[Start of Attachment]

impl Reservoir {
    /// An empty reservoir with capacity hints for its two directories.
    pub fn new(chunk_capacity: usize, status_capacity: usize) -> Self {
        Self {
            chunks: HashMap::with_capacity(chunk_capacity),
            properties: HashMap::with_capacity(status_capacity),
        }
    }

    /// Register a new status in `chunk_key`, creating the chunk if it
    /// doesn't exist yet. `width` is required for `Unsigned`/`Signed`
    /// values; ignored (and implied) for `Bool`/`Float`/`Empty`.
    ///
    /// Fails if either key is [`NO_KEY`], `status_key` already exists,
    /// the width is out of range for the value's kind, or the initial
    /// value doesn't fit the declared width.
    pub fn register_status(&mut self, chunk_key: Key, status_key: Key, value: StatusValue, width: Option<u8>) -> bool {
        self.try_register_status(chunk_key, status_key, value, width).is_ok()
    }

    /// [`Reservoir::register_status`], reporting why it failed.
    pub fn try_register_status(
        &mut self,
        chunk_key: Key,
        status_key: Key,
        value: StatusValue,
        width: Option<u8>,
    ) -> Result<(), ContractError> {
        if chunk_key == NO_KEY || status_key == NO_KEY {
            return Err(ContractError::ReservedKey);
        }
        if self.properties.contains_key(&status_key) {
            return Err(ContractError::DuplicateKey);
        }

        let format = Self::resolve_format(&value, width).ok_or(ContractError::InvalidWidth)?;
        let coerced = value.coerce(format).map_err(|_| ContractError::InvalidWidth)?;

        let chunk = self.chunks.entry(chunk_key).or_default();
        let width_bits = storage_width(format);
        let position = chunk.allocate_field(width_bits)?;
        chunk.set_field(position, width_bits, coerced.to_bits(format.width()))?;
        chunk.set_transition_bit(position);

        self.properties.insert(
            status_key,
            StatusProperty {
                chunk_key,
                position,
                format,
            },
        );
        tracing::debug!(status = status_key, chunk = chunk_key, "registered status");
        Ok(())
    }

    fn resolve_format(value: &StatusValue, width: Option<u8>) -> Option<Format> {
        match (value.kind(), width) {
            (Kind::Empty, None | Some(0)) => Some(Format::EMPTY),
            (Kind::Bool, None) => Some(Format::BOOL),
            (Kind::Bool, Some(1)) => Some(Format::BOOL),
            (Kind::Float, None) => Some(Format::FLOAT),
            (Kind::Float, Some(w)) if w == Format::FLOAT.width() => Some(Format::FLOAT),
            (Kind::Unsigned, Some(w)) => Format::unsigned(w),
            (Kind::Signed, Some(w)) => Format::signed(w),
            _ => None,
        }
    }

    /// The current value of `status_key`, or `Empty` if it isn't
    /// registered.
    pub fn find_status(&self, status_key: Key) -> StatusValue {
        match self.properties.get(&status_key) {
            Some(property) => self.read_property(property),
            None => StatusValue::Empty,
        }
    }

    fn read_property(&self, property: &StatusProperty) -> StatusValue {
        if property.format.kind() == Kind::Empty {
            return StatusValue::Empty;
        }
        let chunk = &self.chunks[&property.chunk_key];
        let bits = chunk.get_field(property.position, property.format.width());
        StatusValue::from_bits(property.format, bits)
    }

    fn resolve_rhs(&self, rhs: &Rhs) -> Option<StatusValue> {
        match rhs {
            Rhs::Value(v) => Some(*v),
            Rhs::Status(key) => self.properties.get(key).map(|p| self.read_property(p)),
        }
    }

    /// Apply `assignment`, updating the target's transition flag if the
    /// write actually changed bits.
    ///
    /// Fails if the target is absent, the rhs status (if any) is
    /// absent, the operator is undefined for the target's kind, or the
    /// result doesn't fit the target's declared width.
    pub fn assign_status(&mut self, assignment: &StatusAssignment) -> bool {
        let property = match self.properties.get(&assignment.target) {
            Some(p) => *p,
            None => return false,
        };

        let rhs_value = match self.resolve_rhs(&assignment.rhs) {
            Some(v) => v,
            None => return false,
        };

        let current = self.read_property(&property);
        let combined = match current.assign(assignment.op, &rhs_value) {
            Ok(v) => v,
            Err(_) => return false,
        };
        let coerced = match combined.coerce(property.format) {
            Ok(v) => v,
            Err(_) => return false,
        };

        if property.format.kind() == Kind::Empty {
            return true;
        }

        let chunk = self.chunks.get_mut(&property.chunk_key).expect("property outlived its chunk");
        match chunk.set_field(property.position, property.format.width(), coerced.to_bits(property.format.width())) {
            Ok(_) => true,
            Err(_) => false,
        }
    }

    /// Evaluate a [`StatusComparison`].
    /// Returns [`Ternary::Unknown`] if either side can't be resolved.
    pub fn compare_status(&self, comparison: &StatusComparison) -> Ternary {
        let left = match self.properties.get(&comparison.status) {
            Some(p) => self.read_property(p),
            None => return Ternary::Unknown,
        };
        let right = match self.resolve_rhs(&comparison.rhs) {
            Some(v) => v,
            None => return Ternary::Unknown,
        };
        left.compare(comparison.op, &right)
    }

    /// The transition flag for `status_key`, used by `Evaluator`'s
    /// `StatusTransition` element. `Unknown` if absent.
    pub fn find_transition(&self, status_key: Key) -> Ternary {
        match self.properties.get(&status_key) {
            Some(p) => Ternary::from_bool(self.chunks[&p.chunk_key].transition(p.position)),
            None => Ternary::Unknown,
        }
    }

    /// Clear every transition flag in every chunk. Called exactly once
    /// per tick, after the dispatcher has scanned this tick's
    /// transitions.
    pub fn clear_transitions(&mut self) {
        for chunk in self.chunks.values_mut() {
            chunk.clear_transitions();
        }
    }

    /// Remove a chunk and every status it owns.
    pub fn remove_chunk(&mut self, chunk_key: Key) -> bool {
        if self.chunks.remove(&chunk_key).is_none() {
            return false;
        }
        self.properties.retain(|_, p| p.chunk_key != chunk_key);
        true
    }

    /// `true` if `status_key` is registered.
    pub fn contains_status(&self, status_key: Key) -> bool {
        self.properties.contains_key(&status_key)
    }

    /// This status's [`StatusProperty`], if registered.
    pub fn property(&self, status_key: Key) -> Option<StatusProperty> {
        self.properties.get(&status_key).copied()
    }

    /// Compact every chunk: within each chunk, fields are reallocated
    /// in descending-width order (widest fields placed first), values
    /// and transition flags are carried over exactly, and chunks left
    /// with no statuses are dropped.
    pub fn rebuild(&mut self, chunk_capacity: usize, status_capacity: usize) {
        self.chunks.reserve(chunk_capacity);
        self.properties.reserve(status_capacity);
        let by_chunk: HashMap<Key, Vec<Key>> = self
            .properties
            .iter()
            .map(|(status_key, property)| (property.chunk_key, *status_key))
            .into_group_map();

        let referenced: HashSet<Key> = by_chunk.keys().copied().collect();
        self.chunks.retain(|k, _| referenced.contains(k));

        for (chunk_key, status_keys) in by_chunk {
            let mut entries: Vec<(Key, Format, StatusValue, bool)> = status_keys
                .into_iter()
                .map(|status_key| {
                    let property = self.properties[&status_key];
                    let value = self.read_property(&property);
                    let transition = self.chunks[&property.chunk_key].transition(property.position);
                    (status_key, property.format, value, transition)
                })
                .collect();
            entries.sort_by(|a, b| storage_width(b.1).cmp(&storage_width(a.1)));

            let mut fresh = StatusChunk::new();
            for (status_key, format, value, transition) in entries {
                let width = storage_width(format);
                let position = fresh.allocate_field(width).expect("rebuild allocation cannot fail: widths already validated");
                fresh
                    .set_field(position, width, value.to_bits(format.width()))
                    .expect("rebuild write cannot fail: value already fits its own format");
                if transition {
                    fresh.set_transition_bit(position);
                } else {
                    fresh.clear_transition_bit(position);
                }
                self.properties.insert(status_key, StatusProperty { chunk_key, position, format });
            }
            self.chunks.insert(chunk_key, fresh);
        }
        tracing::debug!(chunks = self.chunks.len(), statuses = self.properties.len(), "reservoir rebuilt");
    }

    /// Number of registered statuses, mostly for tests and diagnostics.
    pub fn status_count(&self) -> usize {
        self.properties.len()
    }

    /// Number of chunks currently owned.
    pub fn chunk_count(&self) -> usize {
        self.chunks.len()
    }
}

[End of Attachment]
[Start of Attachment]

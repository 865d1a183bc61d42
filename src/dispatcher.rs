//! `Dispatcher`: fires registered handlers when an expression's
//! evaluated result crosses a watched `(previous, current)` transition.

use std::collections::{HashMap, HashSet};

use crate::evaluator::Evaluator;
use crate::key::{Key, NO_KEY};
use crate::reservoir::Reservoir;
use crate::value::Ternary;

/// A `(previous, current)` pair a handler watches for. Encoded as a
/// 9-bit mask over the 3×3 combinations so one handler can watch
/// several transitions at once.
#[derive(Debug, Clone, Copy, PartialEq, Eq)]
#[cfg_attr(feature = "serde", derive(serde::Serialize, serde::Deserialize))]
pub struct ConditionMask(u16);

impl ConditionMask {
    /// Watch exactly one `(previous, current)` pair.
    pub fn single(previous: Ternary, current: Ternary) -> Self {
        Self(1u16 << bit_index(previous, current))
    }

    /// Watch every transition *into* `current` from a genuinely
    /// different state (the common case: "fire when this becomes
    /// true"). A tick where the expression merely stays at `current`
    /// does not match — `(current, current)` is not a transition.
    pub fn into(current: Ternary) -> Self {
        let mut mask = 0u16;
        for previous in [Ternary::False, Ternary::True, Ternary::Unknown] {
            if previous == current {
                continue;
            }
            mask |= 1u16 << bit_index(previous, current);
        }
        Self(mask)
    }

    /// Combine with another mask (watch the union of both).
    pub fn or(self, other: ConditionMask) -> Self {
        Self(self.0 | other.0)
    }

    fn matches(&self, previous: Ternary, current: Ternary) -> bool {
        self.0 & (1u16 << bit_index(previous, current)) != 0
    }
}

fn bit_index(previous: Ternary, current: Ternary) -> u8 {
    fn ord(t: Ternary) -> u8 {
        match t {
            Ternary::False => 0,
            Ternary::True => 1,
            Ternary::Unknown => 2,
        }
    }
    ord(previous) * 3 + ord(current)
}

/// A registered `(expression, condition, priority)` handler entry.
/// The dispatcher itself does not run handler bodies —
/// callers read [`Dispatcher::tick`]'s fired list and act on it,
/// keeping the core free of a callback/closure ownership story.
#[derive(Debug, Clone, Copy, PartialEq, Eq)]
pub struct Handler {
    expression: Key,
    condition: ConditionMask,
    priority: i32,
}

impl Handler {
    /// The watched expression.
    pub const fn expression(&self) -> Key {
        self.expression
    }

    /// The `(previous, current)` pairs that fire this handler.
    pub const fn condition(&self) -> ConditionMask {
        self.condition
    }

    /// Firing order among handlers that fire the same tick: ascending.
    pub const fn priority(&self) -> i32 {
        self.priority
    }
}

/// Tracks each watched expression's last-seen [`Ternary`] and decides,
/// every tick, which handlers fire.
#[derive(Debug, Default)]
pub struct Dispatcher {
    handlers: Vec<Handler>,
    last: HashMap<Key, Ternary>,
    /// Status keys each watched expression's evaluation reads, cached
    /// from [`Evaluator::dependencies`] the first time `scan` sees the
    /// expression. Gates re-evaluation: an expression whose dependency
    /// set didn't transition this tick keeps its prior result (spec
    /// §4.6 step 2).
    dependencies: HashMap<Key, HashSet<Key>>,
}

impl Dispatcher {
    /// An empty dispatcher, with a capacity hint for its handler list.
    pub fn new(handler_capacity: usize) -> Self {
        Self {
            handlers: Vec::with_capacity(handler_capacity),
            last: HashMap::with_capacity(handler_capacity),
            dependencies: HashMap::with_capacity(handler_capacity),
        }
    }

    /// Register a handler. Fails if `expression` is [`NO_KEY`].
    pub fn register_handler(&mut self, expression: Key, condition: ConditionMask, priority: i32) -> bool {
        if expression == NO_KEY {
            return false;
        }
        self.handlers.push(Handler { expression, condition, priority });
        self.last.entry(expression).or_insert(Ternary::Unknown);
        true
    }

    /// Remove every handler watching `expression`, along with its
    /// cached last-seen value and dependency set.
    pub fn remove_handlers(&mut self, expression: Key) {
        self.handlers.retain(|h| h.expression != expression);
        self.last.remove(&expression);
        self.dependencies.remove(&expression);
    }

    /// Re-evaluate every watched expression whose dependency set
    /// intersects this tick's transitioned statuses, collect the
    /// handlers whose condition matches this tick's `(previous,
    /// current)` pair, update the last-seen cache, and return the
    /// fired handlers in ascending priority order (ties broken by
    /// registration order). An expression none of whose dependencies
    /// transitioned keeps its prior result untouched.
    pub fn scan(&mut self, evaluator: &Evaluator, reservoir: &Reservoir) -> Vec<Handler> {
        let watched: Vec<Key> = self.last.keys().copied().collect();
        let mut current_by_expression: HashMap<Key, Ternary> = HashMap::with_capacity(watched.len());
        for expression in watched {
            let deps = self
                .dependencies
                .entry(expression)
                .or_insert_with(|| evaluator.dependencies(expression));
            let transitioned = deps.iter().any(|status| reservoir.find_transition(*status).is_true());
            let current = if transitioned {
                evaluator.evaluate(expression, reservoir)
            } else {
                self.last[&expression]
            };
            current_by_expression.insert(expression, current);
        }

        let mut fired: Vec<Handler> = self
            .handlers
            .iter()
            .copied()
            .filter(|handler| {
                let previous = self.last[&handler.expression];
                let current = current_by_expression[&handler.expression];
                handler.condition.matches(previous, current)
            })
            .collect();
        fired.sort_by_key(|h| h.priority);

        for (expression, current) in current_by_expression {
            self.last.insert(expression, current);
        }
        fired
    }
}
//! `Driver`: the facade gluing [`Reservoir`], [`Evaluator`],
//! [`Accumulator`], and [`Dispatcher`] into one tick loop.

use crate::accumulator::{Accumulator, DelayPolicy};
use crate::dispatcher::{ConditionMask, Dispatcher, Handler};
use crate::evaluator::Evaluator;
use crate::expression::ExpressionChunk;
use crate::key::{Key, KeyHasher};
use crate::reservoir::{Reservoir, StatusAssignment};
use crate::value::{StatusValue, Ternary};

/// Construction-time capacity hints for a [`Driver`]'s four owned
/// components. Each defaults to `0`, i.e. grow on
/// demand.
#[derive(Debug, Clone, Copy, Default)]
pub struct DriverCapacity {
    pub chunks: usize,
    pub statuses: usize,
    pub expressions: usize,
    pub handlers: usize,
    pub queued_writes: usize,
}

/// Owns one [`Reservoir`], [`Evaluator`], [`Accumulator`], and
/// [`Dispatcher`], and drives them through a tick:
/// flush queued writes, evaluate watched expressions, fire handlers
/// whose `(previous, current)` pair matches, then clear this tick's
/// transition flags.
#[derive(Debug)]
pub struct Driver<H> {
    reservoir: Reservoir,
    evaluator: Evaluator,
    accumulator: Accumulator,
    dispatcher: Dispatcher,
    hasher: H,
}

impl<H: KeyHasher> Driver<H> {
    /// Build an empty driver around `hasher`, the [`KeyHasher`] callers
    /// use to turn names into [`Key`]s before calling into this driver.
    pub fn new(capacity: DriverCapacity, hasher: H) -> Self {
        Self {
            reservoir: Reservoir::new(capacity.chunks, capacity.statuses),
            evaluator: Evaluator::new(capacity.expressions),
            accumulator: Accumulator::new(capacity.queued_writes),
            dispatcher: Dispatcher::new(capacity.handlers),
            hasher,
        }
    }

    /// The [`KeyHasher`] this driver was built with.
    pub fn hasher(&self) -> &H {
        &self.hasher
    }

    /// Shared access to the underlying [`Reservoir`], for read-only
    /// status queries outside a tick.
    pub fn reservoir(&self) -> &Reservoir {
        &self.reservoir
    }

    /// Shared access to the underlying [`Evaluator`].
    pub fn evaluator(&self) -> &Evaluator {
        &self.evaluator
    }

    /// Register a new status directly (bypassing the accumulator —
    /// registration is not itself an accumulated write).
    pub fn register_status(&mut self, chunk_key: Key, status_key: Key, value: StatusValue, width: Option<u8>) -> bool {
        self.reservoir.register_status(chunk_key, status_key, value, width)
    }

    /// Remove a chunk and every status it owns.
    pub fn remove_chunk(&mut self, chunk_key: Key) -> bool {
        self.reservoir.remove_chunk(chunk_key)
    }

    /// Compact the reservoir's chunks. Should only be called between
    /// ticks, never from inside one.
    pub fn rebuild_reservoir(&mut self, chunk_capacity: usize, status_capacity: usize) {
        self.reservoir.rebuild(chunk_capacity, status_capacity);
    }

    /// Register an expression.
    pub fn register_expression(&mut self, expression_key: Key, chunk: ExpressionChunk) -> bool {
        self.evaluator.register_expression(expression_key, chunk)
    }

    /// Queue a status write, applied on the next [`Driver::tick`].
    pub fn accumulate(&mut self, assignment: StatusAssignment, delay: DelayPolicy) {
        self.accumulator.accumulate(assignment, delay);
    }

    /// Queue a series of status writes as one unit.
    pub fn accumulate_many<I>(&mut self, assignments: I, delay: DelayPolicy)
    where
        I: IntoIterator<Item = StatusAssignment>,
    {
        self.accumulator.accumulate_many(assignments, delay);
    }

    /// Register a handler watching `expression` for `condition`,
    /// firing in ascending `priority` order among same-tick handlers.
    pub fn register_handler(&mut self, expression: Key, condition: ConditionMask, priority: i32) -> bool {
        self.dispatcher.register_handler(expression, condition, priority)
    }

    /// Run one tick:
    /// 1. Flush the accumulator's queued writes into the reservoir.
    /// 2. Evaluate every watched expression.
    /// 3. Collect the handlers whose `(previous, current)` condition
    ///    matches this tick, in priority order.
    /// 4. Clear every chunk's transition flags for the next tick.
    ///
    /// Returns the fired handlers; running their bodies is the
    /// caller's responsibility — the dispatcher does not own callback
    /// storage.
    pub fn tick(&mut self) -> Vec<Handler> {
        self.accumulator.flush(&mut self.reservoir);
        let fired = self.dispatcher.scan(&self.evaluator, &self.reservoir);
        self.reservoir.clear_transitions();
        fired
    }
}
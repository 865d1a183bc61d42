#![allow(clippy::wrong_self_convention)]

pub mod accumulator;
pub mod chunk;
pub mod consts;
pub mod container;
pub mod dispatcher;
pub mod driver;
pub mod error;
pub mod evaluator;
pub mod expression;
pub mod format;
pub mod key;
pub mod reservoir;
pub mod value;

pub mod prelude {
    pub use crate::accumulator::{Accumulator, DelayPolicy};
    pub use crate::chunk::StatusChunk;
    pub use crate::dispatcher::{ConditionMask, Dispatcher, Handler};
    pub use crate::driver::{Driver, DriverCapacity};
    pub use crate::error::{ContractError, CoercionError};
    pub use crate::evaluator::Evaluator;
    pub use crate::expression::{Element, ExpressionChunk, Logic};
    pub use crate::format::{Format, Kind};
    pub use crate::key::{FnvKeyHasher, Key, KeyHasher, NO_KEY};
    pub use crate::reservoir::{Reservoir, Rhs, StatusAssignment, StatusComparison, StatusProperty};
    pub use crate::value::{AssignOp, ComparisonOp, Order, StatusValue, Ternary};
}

[End of Attachment]

Begin at the line above that has "for (chunk_key, status_keys)" and stop after the line that has "let value = self.read_property(&property);", copying each line exactly and adding nothing else.

> Solution to the problem:
        for (chunk_key, status_keys) in by_chunk {
            let mut entries: Vec<(Key, Format, StatusValue, bool)> = status_keys
                .into_iter()
                .map(|status_key| {
                    let property = self.properties[&status_key];
                    let value = self.read_property(&property);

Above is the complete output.